Requirement — The data below is to be output in full, unchanged.

Entries supplied —
○ ○ ○

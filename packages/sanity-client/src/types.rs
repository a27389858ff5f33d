use serde::{Deserialize, Serialize};

/// Wrapper for Sanity query API responses.
///
/// The query endpoint returns `{"result": <value>, "ms": <n>}`. A query
/// matching nothing yields `"result": null`.
#[derive(Debug, Clone, Deserialize)]
pub struct QueryResponse<T> {
    pub result: Option<T>,
    pub ms: Option<u64>,
}

/// A Sanity `slug` field (`{"current": "..."}`).
#[derive(Debug, Clone, PartialEq, Eq, Serialize, Deserialize)]
pub struct Slug {
    pub current: String,
}

impl Slug {
    pub fn new(current: impl Into<String>) -> Self {
        Self {
            current: current.into(),
        }
    }
}

/// A reference to another document (`{"_ref": "..."}`).
#[derive(Debug, Clone, PartialEq, Eq, Serialize, Deserialize)]
pub struct Reference {
    #[serde(rename = "_ref")]
    pub id: String,
}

○ ○ ○

Output of the task —
filename packages/sanity-client/src/types.rs
repository a27389858ff5f33d
use serde::{Deserialize, Serialize};

/// Wrapper for Sanity query API responses.
///
/// The query endpoint returns `{"result": <value>, "ms": <n>}`. A query
/// matching nothing yields `"result": null`.
#[derive(Debug, Clone, Deserialize)]
pub struct QueryResponse<T> {
    pub result: Option<T>,
    pub ms: Option<u64>,
}

/// A Sanity `slug` field (`{"current": "..."}`).
#[derive(Debug, Clone, PartialEq, Eq, Serialize, Deserialize)]
pub struct Slug {
    pub current: String,
}

impl Slug {
    pub fn new(current: impl Into<String>) -> Self {
        Self {
            current: current.into(),
        }
    }
}

/// A reference to another document (`{"_ref": "..."}`).
#[derive(Debug, Clone, PartialEq, Eq, Serialize, Deserialize)]
pub struct Reference {
    #[serde(rename = "_ref")]
    pub id: String,
}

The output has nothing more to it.